### TASK
Below are the records. State how many of their lines hold the word "Debug", and add nothing else.

### TASK INPUTS
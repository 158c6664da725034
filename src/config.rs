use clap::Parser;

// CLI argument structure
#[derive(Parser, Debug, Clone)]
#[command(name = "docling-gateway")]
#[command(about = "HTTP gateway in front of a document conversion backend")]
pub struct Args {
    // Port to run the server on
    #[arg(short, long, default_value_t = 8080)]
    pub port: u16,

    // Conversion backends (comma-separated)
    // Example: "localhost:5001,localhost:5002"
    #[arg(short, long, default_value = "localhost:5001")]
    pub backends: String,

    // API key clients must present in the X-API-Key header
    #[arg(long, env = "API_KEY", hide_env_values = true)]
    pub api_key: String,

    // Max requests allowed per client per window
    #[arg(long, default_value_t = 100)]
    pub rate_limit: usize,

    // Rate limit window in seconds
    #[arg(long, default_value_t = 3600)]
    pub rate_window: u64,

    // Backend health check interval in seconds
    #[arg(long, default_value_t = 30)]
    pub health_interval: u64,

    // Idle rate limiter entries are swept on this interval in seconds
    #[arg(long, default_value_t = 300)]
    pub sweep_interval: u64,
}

--

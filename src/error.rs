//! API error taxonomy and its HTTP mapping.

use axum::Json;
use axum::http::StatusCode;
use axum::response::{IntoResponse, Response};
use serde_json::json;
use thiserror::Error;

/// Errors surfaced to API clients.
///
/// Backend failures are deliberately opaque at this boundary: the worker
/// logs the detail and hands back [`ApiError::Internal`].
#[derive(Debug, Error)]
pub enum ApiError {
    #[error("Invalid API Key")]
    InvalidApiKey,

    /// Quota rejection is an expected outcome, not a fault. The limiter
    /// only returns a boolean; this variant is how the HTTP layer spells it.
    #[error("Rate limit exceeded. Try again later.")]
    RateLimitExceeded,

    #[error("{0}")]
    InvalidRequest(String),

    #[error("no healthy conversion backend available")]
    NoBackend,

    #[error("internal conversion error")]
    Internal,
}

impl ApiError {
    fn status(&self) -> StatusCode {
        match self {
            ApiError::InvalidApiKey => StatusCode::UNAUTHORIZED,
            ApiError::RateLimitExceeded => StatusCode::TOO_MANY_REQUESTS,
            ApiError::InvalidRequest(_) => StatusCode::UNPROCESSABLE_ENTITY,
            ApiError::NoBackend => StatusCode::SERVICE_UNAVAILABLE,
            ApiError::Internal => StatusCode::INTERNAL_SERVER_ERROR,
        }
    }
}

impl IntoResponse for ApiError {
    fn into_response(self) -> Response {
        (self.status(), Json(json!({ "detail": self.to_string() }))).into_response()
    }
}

### EXPECTED ANSWER
2